C language
Dennis Ritchie wrote the first C compiler.
In 1973, Version 4 Unix was famously rewritten in C. This was considered a "key pioneering approach" and an "unusual step that was visionary", as it went "contrary to the general notion at the time that an operating system's complexity and sophistication required it to be written in assembly language".
Rewriting Unix in C made it highly portable, enabling it to run on diverse platforms and "outlive its original hardware". This significantly reduced the amount of machine-dependent code needed for porting.
Dennis Ritchie attributed Unix's early success to the "readability, modifiability, and portability of its software that in turn follows from its expression in high-level languages" like C.
Unix system calls are regarded as C functions, and many Unix programs follow C's syntax
The C programming language soon spread beyond Unix and became ubiquitous in systems and applications programming
Both Unix and the C programming language were initially distributed to government and academic institutions, which led to both being ported to a wider variety of machine families than any other operating system.

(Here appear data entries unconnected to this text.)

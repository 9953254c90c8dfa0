//! Public → native field renaming tables.
use crate::native;

/// Immutable public-to-native field map for one entity kind.
#[derive(Debug)]
pub struct FieldDictionary {
    entries: &'static [(&'static str, &'static str)],
}

impl FieldDictionary {
    pub const fn new(entries: &'static [(&'static str, &'static str)]) -> Self {
        Self { entries }
    }

    /// Native name of a public field.
    pub fn native(&self, public: &str) -> Option<&'static str> {
        self.entries
            .iter()
            .find(|(p, _)| *p == public)
            .map(|(_, n)| *n)
    }

    /// `(public, native)` pairs in declaration order.
    pub fn entries(&self) -> impl Iterator<Item = (&'static str, &'static str)> + '_ {
        self.entries.iter().copied()
    }
}

pub static DATASET: FieldDictionary = FieldDictionary::new(&[
    ("pid", "pid"),
    ("title", "datasetName"),
    ("isPublic", "isPublished"),
    ("size", "size"),
    ("creationDate", "creationTime"),
]);

pub static DOCUMENT: FieldDictionary = FieldDictionary::new(&[
    ("pid", native::DOI),
    ("title", "title"),
    ("summary", "abstract"),
    ("doi", native::DOI),
]);

pub static FILE: FieldDictionary = FieldDictionary::new(&[
    ("id", "id"),
    ("name", "dataFileList.path"),
    ("path", "dataFileList.path"),
    ("size", "dataFileList.size"),
]);

pub static INSTRUMENT: FieldDictionary = FieldDictionary::new(&[("pid", "pid"), ("name", "name")]);

pub static SAMPLE: FieldDictionary = FieldDictionary::new(&[
    ("pid", native::SAMPLE_ID),
    ("name", "description"),
    ("description", "description"),
]);

pub static TECHNIQUE: FieldDictionary = FieldDictionary::new(&[
    ("pid", "techniques.pid"),
    ("name", "techniques.name"),
]);

#[cfg(test)]
mod tests {
    use super::*;

    #[test]
    fn file_name_and_path_share_a_native_field() {
        assert_eq!(FILE.native("name"), FILE.native("path"));
        assert_eq!(FILE.native("name"), Some("dataFileList.path"));
    }

    #[test]
    fn unmapped_field_is_absent() {
        assert_eq!(DATASET.native("score"), None);
        assert_eq!(DOCUMENT.native("isPublic"), None);
        assert_eq!(DOCUMENT.native("summary"), Some("abstract"));
    }

    #[test]
    fn entries_keep_declaration_order() {
        let public: Vec<_> = DATASET.entries().map(|(public, _)| public).collect();
        assert_eq!(public, ["pid", "title", "isPublic", "size", "creationDate"]);
    }
}
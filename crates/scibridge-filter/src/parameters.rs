//! Scientific-metadata predicates: `{name, value, unit}` to native `valueSI` / `unitSI` paths.
use serde_json::{Map, Value};

use scibridge_core::native::{self, metadata_path};
use scibridge_core::WhereNode;
use scibridge_error::FilterError;
use scibridge_units::{convert_to_si, Quantity};

const NAME: &str = "name";
const VALUE: &str = "value";
const UNIT: &str = "unit";

/// One predicate on a named metadata quantity.
#[derive(Debug, Clone, PartialEq)]
pub struct ParameterPredicate {
    pub name: String,
    /// A scalar, or an operator object such as `{"gt": 5}` or `{"between": [1, 2]}`.
    pub value: Value,
    pub unit: Option<String>,
}

/// Whatever `name`, `value` and `unit` conditions a parameter `where` carries.
#[derive(Debug, Clone, Copy, Default, PartialEq)]
pub struct ParameterParts<'a> {
    pub name: Option<&'a str>,
    pub value: Option<&'a Value>,
    pub unit: Option<&'a str>,
}

impl<'a> ParameterParts<'a> {
    /// Reads the parts from a conjunction or a single leaf. Disjunctions carry no parts.
    pub fn scan(node: &'a WhereNode) -> Self {
        Self {
            name: node.find_condition(NAME).and_then(Value::as_str),
            value: node.find_condition(VALUE).filter(|v| !v.is_null()),
            unit: node
                .find_condition(UNIT)
                .and_then(Value::as_str)
                .filter(|u| !u.trim().is_empty()),
        }
    }
}

impl ParameterPredicate {
    pub fn extract(node: &WhereNode) -> Result<Self, FilterError> {
        let parts = ParameterParts::scan(node);
        let name = parts.name.ok_or(FilterError::MissingParameterName)?;
        let value = parts.value.ok_or(FilterError::MissingParameterValue)?;
        Ok(Self {
            name: name.to_string(),
            value: value.clone(),
            unit: parts.unit.map(str::to_string),
        })
    }

    /// Native form: `And([valueSI, unitSI])` with a unit, a single `value` leaf without.
    pub fn to_native(&self) -> Result<WhereNode, FilterError> {
        let Some(unit) = self.unit.as_deref() else {
            return Ok(WhereNode::leaf(
                metadata_path(&self.name, native::VALUE),
                self.value.clone(),
            ));
        };
        let (value_si, unit_si) = normalise_value(&self.value, unit)?;
        Ok(WhereNode::And(vec![
            WhereNode::leaf(metadata_path(&self.name, native::VALUE_SI), value_si),
            WhereNode::leaf(metadata_path(&self.name, native::UNIT_SI), unit_si),
        ]))
    }
}

/// Translates a `parameters` scope: one predicate, or an `Or` of predicates recombined with `Or`.
pub fn translate_parameters(node: &WhereNode) -> Result<WhereNode, FilterError> {
    match node {
        WhereNode::Or(arms) => arms
            .iter()
            .map(|arm| ParameterPredicate::extract(arm)?.to_native())
            .collect::<Result<Vec<_>, _>>()
            .map(WhereNode::Or),
        other => ParameterPredicate::extract(other)?.to_native(),
    }
}

fn number(value: &Value) -> Result<f64, FilterError> {
    match value {
        Value::Number(n) => n
            .as_f64()
            .ok_or_else(|| FilterError::NonNumericValue(value.to_string())),
        Value::String(s) => s
            .trim()
            .parse::<f64>()
            .map_err(|_| FilterError::NonNumericValue(s.clone())),
        other => Err(FilterError::NonNumericValue(other.to_string())),
    }
}

fn si(value: &Value, unit: &str) -> Result<Quantity, FilterError> {
    convert_to_si(number(value)?, unit)
}

fn si_value(quantity: &Quantity) -> Value {
    Value::from(quantity.value)
}

/// Normalises a scalar or a keyed range object; every element shares the returned SI unit.
fn normalise_value(value: &Value, unit: &str) -> Result<(Value, String), FilterError> {
    match value {
        Value::Object(range) => {
            let mut converted = Map::new();
            let mut unit_si = None;
            for (key, bound) in range {
                let bound_si = match bound {
                    Value::Array(items) => {
                        let quantities = items
                            .iter()
                            .map(|item| si(item, unit))
                            .collect::<Result<Vec<_>, _>>()?;
                        if let Some(last) = quantities.last() {
                            unit_si = Some(last.unit.clone());
                        }
                        Value::Array(quantities.iter().map(si_value).collect())
                    }
                    scalar => {
                        let quantity = si(scalar, unit)?;
                        let out = si_value(&quantity);
                        unit_si = Some(quantity.unit);
                        out
                    }
                };
                converted.insert(key.clone(), bound_si);
            }
            // An empty range still needs the SI unit of the requested quantity.
            let unit_si = match unit_si {
                Some(unit_si) => unit_si,
                None => convert_to_si(1.0, unit)?.unit,
            };
            Ok((Value::Object(converted), unit_si))
        }
        scalar => {
            let quantity = si(scalar, unit)?;
            Ok((si_value(&quantity), quantity.unit))
        }
    }
}

#[cfg(test)]
mod tests {
    use super::*;
    use serde_json::json;

    fn predicate(raw: Value) -> WhereNode {
        WhereNode::try_from(raw).unwrap()
    }

    #[test]
    fn extracts_from_and_list() {
        let node = predicate(json!({"and": [
            {"name": "temperature"}, {"value": 20}, {"unit": "degC"}
        ]}));
        let p = ParameterPredicate::extract(&node).unwrap();
        assert_eq!(p.name, "temperature");
        assert_eq!(p.value, json!(20));
        assert_eq!(p.unit.as_deref(), Some("degC"));
    }

    #[test]
    fn extracts_from_single_leaf() {
        let node = predicate(json!({"name": "mode", "value": "fast"}));
        let p = ParameterPredicate::extract(&node).unwrap();
        assert_eq!(p.unit, None);
        assert_eq!(p.value, json!("fast"));
    }

    #[test]
    fn missing_parts_are_filter_errors() {
        let no_name = predicate(json!({"and": [{"value": 1}, {"unit": "m"}]}));
        assert_eq!(
            ParameterPredicate::extract(&no_name),
            Err(FilterError::MissingParameterName)
        );
        let no_value = predicate(json!({"and": [{"name": "p"}, {"unit": "m"}]}));
        assert_eq!(
            ParameterPredicate::extract(&no_value),
            Err(FilterError::MissingParameterValue)
        );
        let null_value = predicate(json!({"and": [{"name": "p"}, {"value": null}]}));
        assert_eq!(
            ParameterPredicate::extract(&null_value),
            Err(FilterError::MissingParameterValue)
        );
    }

    #[test]
    fn scalar_with_unit_normalises_to_si() {
        let node = predicate(json!({"and": [{"name": "p"}, {"value": 5}, {"unit": "mm"}]}));
        assert_eq!(
            translate_parameters(&node).unwrap(),
            WhereNode::And(vec![
                WhereNode::leaf("scientificMetadata.p.valueSI", 0.005),
                WhereNode::leaf("scientificMetadata.p.unitSI", "m"),
            ])
        );
    }

    #[test]
    fn range_keeps_its_keys() {
        let node = predicate(json!({"and": [
            {"name": "wavelength"},
            {"value": {"between": [1000, 2000]}},
            {"unit": "mm"}
        ]}));
        let native = translate_parameters(&node).unwrap();
        assert_eq!(
            Value::from(native),
            json!({"and": [
                {"scientificMetadata.wavelength.valueSI": {"between": [1.0, 2.0]}},
                {"scientificMetadata.wavelength.unitSI": "m"}
            ]})
        );

        let node = predicate(json!({"and": [
            {"name": "energy"}, {"value": {"gt": 2}}, {"unit": "kJ"}
        ]}));
        assert_eq!(
            Value::from(translate_parameters(&node).unwrap()),
            json!({"and": [
                {"scientificMetadata.energy.valueSI": {"gt": 2000.0}},
                {"scientificMetadata.energy.unitSI": "(kg m^2) / s^2"}
            ]})
        );
    }

    #[test]
    fn without_unit_matches_raw_value() {
        let node = predicate(json!({"and": [{"name": "sample_state"}, {"value": "solid"}]}));
        assert_eq!(
            translate_parameters(&node).unwrap(),
            WhereNode::leaf("scientificMetadata.sample_state.value", "solid")
        );
    }

    #[test]
    fn disjunction_translates_each_arm() {
        let node = predicate(json!({"or": [
            {"and": [{"name": "a"}, {"value": 1000}, {"unit": "mm"}]},
            {"and": [{"name": "b"}, {"value": "x"}]}
        ]}));
        assert_eq!(
            Value::from(translate_parameters(&node).unwrap()),
            json!({"or": [
                {"and": [
                    {"scientificMetadata.a.valueSI": 1.0},
                    {"scientificMetadata.a.unitSI": "m"}
                ]},
                {"scientificMetadata.b.value": "x"}
            ]})
        );
    }

    #[test]
    fn non_numeric_value_with_unit_is_rejected() {
        let node = predicate(json!({"and": [{"name": "p"}, {"value": "warm"}, {"unit": "K"}]}));
        assert_eq!(
            translate_parameters(&node),
            Err(FilterError::NonNumericValue("warm".into()))
        );
    }

    #[test]
    fn unknown_unit_is_rejected() {
        let node = predicate(json!({"and": [{"name": "p"}, {"value": 1}, {"unit": "smoot"}]}));
        assert!(matches!(
            translate_parameters(&node),
            Err(FilterError::UnknownUnit(_))
        ));
    }
}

A 2001 study of Red Hat Linux 7.1 revealed that 71% of its source code was written in the C programming language.
Even today, C remains highly relevant
- The Linux kernel is primarily written in C (along with assembly languages, Rust, and others).
- Linux distributions offer robust support for programming languages including C and C++.
- The GNU Compiler Collection (GCC) provides compilers for C, C++, and other languages.
- C++ (a descendant of C) continues to be one of the most widely used programming languages.